§ EXERCISE GOAL
Using the entries below, copy out all lines where "OpenOptions" is found.

§ RECORDED DATA

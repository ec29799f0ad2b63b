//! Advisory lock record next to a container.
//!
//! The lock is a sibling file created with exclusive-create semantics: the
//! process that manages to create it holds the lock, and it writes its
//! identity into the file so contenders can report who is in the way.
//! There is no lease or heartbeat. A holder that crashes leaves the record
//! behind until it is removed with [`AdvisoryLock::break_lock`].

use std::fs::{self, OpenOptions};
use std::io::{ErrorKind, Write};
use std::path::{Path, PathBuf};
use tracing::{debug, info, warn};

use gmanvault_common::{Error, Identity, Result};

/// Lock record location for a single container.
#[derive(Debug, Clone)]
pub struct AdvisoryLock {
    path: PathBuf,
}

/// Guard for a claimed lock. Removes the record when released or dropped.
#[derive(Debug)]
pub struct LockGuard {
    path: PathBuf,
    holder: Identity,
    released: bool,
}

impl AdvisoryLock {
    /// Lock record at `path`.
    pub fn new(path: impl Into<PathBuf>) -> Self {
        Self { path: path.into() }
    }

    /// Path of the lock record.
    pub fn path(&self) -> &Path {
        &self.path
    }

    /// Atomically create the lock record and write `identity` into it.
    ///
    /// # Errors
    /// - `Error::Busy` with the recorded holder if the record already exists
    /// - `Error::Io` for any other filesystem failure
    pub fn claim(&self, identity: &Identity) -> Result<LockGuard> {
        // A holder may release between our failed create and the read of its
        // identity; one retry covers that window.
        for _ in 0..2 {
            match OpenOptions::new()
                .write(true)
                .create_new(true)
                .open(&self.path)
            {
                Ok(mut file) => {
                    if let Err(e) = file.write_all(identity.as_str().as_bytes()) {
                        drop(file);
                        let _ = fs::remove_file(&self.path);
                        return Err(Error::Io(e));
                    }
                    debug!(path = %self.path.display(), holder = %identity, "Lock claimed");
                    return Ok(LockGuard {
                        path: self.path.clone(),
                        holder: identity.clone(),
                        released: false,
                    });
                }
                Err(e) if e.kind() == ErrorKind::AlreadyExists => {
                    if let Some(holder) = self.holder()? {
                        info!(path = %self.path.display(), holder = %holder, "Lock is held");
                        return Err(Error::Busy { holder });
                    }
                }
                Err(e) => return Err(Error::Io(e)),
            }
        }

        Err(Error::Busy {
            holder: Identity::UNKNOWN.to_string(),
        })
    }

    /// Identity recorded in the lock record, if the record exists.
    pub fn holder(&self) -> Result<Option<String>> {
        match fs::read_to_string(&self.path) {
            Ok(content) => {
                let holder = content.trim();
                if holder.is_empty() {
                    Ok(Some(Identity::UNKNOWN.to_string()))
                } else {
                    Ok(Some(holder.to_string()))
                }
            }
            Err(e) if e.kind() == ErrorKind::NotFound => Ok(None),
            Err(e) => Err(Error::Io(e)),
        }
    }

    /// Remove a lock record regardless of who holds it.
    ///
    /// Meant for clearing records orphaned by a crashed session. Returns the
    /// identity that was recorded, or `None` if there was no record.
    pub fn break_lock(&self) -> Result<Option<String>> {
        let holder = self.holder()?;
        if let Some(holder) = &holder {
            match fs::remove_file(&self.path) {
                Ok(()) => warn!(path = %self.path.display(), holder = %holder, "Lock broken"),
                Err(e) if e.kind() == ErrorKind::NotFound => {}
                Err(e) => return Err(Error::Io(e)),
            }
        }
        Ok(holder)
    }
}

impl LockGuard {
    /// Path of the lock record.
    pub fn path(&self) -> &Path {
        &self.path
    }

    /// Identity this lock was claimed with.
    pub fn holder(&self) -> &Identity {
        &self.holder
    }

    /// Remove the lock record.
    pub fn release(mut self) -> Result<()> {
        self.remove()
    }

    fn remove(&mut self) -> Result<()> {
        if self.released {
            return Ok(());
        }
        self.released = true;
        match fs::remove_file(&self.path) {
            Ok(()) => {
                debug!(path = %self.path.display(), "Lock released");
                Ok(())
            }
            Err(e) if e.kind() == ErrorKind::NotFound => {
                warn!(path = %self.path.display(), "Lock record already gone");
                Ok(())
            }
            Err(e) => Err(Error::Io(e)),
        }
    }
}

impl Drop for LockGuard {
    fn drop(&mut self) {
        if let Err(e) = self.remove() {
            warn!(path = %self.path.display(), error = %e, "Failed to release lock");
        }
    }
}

§ TASK RESULT
use std::fs::{self, OpenOptions};
            match OpenOptions::new()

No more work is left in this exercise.